Foot Ankle Int. 1998 Jun;19(6):374-8. doi: 10.1177/107110079801900606.
Seven fresh-frozen cadaver specimens had a calcaneal osteotomy performed obliquely through the posterior portion of the calcaneus. Angular relationships between the first metatarsal and talus were recorded with the use of a motion-analysis system in the transverse, sagittal, and coronal planes. The specimen was mounted in a testing machine and loaded via an intramedullary rod to 150, 350, and 550 N. A flatfoot model was created, and repeat measurements were obtained. The calcaneal osteotomy was then displaced 1 cm medially, and repeat measurements were made at each of the three load levels. The calcaneal osteotomy was then returned to its original position, the plantar fascia was divided, and the new angular measurements were obtained. The calcaneal osteotomy was again displaced 1 cm, and repeat angular measurements were obtained. A mild consistent flatfoot deformity was created in all three axes before the plantar fascia was cut. A statistically significant increase in deformity was noted after cutting the plantar fascia. A correction of the flatfoot deformity in all three planes occurred with the medial displacement of the calcaneal osteotomy, which was greater at the lower load levels. We noted that a medial displacement calcaneal osteotomy partially corrected a flatfoot deformity in all three planes. The correction occurred with or without an intact plantar fascia and, therefore, is independent of the structure. We also noted an increased deformity after dividing the plantar fascia. This study provides some biomechanical insight as to the corrective effect of a medial displacement calcaneal osteotomy in correcting a flatfoot deformity.

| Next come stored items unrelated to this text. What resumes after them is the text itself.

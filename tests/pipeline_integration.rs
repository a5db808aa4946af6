use std::path::Path;

use chrono::NaiveDate;
use sales_etl_lib::{run_pipeline, EtlError, PipelineConfig, SalesStore};
use tempfile::tempdir;
use test_utils::{create_sales_csv, write_sales_files};

extern crate test_utils;

fn date(y: i32, m: u32, d: u32) -> NaiveDate {
    NaiveDate::from_ymd_opt(y, m, d).unwrap()
}

/// Pipeline config pointing at a scratch data dir and a scratch database.
/// Charts are a terminal side effect and stay off in tests.
fn config_for(data_dir: &Path, work_dir: &Path) -> PipelineConfig {
    PipelineConfig {
        data_dir: data_dir.to_string_lossy().into_owned(),
        connection_string: work_dir.join("sales.db").to_string_lossy().into_owned(),
        chart_dir: work_dir.to_string_lossy().into_owned(),
        render_charts: false,
        ..PipelineConfig::default()
    }
}

#[test]
fn two_rows_on_one_day_roll_up_into_one_bucket() {
    let data = tempdir().unwrap();
    let work = tempdir().unwrap();
    write_sales_files(
        data.path(),
        &[(
            "sales.csv",
            create_sales_csv(vec![
                ["2024-01-05", "A", "3", "10.0"],
                ["2024-01-05", "B", "2", "5.0"],
            ]),
        )],
    );
    let config = config_for(data.path(), work.path());

    let summary = run_pipeline(&config).unwrap();
    assert_eq!(summary.rows_loaded, 2);

    let store = SalesStore::open(&config.connection_string).unwrap();
    assert_eq!(
        store.read_daily(&config).unwrap(),
        vec![(date(2024, 1, 5), 40.0)]
    );
    assert_eq!(
        store.read_monthly(&config).unwrap(),
        vec![(date(2024, 1, 1), 40.0)]
    );
}

#[test]
fn adjacent_days_across_a_month_boundary_stay_separate() {
    let data = tempdir().unwrap();
    let work = tempdir().unwrap();
    write_sales_files(
        data.path(),
        &[(
            "sales.csv",
            create_sales_csv(vec![
                ["2024-01-31", "A", "1", "10.0"],
                ["2024-02-01", "A", "1", "20.0"],
            ]),
        )],
    );
    let config = config_for(data.path(), work.path());

    run_pipeline(&config).unwrap();

    let store = SalesStore::open(&config.connection_string).unwrap();
    assert_eq!(
        store.read_daily(&config).unwrap(),
        vec![(date(2024, 1, 31), 10.0), (date(2024, 2, 1), 20.0)]
    );
    assert_eq!(
        store.read_monthly(&config).unwrap(),
        vec![(date(2024, 1, 1), 10.0), (date(2024, 2, 1), 20.0)]
    );
}

#[test]
fn rows_with_empty_numerics_still_occupy_their_day() {
    let data = tempdir().unwrap();
    let work = tempdir().unwrap();
    write_sales_files(
        data.path(),
        &[(
            "sales.csv",
            create_sales_csv(vec![["2024-01-05", "A", "", ""]]),
        )],
    );
    let config = config_for(data.path(), work.path());

    let summary = run_pipeline(&config).unwrap();
    assert_eq!(summary.rows_loaded, 1);

    let store = SalesStore::open(&config.connection_string).unwrap();
    assert_eq!(
        store.read_daily(&config).unwrap(),
        vec![(date(2024, 1, 5), 0.0)]
    );
}

#[test]
fn empty_input_exits_cleanly_without_touching_the_store() {
    let data = tempdir().unwrap();
    let work = tempdir().unwrap();
    let config = config_for(data.path(), work.path());

    let summary = run_pipeline(&config).unwrap();
    assert_eq!(summary.files_read, 0);
    assert_eq!(summary.rows_loaded, 0);
    assert!(!work.path().join("sales.db").exists());
}

#[test]
fn header_only_input_never_creates_the_store() {
    let data = tempdir().unwrap();
    let work = tempdir().unwrap();
    std::fs::write(
        data.path().join("sales.csv"),
        "date,product_id,quantity,price\n",
    )
    .unwrap();
    let config = config_for(data.path(), work.path());

    let summary = run_pipeline(&config).unwrap();
    assert_eq!(summary.files_read, 1);
    assert_eq!(summary.rows_loaded, 0);
    assert!(!work.path().join("sales.db").exists());
}

#[test]
fn zero_row_run_leaves_prior_aggregates_intact() {
    let data = tempdir().unwrap();
    let work = tempdir().unwrap();
    write_sales_files(
        data.path(),
        &[(
            "sales.csv",
            create_sales_csv(vec![["2024-01-05", "A", "3", "10.0"]]),
        )],
    );
    let config = config_for(data.path(), work.path());
    run_pipeline(&config).unwrap();

    // the file still matches the pattern but now carries a header and no rows
    std::fs::write(
        data.path().join("sales.csv"),
        "date,product_id,quantity,price\n",
    )
    .unwrap();
    run_pipeline(&config).unwrap();

    let store = SalesStore::open(&config.connection_string).unwrap();
    assert_eq!(
        store.read_daily(&config).unwrap(),
        vec![(date(2024, 1, 5), 30.0)]
    );
    assert_eq!(
        store.read_monthly(&config).unwrap(),
        vec![(date(2024, 1, 1), 30.0)]
    );
    assert_eq!(store.raw_row_count(&config).unwrap(), 1);
}

#[test]
fn rerunning_replaces_aggregates_and_appends_raw_facts() {
    let data = tempdir().unwrap();
    let work = tempdir().unwrap();
    write_sales_files(
        data.path(),
        &[(
            "sales.csv",
            create_sales_csv(vec![
                ["2024-01-05", "A", "3", "10.0"],
                ["2024-01-06", "B", "2", "5.0"],
            ]),
        )],
    );
    let config = config_for(data.path(), work.path());

    run_pipeline(&config).unwrap();
    let store = SalesStore::open(&config.connection_string).unwrap();
    let first_daily = store.read_daily(&config).unwrap();
    let first_monthly = store.read_monthly(&config).unwrap();
    let first_raw = store.raw_row_count(&config).unwrap();
    drop(store);

    run_pipeline(&config).unwrap();
    let store = SalesStore::open(&config.connection_string).unwrap();
    assert_eq!(store.read_daily(&config).unwrap(), first_daily);
    assert_eq!(store.read_monthly(&config).unwrap(), first_monthly);
    assert_eq!(store.raw_row_count(&config).unwrap(), first_raw * 2);
}

#[test]
fn revenue_is_conserved_across_rollup_granularities() {
    let data = tempdir().unwrap();
    let work = tempdir().unwrap();
    write_sales_files(
        data.path(),
        &[
            (
                "january.csv",
                create_sales_csv(vec![
                    ["2024-01-05", "A", "3", "10.0"],
                    ["2024-01-31", "B", "2", "5.25"],
                ]),
            ),
            (
                "february.csv",
                create_sales_csv(vec![
                    ["2024-02-01", "A", "7", "0.5"],
                    ["2024-02-14", "C", "1", "19.75"],
                ]),
            ),
        ],
    );
    let config = config_for(data.path(), work.path());

    run_pipeline(&config).unwrap();

    let store = SalesStore::open(&config.connection_string).unwrap();
    let daily_total: f64 = store
        .read_daily(&config)
        .unwrap()
        .iter()
        .map(|(_, v)| v)
        .sum();
    let monthly_total: f64 = store
        .read_monthly(&config)
        .unwrap()
        .iter()
        .map(|(_, v)| v)
        .sum();

    assert_eq!(daily_total, 30.0 + 10.5 + 3.5 + 19.75);
    assert_eq!(monthly_total, daily_total);
}

#[test]
fn unparsable_date_aborts_the_run() {
    let data = tempdir().unwrap();
    let work = tempdir().unwrap();
    write_sales_files(
        data.path(),
        &[(
            "sales.csv",
            create_sales_csv(vec![
                ["2024-01-05", "A", "3", "10.0"],
                ["Jan 6th", "B", "2", "5.0"],
            ]),
        )],
    );
    let config = config_for(data.path(), work.path());

    let err = run_pipeline(&config).unwrap_err();
    assert!(matches!(err, EtlError::Date { .. }));
    // nothing was committed for the failed batch
    assert!(!work.path().join("sales.db").exists());
}

#[test]
fn mixed_case_whitespace_headers_are_normalized() {
    let work = tempdir().unwrap();
    let config = PipelineConfig {
        data_dir: String::from("tests/resources"),
        file_pattern: String::from("mixed_case_headers.csv"),
        connection_string: work.path().join("sales.db").to_string_lossy().into_owned(),
        chart_dir: work.path().to_string_lossy().into_owned(),
        render_charts: false,
        ..PipelineConfig::default()
    };

    let summary = run_pipeline(&config).unwrap();
    assert_eq!(summary.rows_loaded, 2);

    let store = SalesStore::open(&config.connection_string).unwrap();
    assert_eq!(
        store.read_daily(&config).unwrap(),
        vec![(date(2024, 1, 5), 40.0)]
    );
}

七具新鲜冷冻的尸体标本进行了经跟骨后部的斜行跟骨截骨术。使用运动分析系统记录第一跖骨与距骨在横切面、矢状面和冠状面的角度关系。将标本安装在试验机上,通过髓内杆加载至150、350和550 N。建立扁平足模型并进行重复测量。然后将跟骨截骨术向内移位1 cm,并在三个负荷水平下分别进行重复测量。之后将跟骨截骨术恢复到其原始位置,切断足底筋膜,并获得新的角度测量值。再次将跟骨截骨术移位1 cm,并获得重复的角度测量值。在切断足底筋膜之前,在所有三个轴上均产生了轻度一致的扁平足畸形。切断足底筋膜后,畸形有统计学意义的增加。跟骨截骨术向内移位时,在所有三个平面上扁平足畸形均得到矫正,在较低负荷水平下矫正效果更明显。我们注意到,内侧移位跟骨截骨术在所有三个平面上部分矫正了扁平足畸形。无论足底筋膜是否完整,矫正均会发生,因此与该结构无关。我们还注意到切断足底筋膜后畸形增加。本研究为内侧移位跟骨截骨术矫正扁平足畸形的矫正效果提供了一些生物力学见解。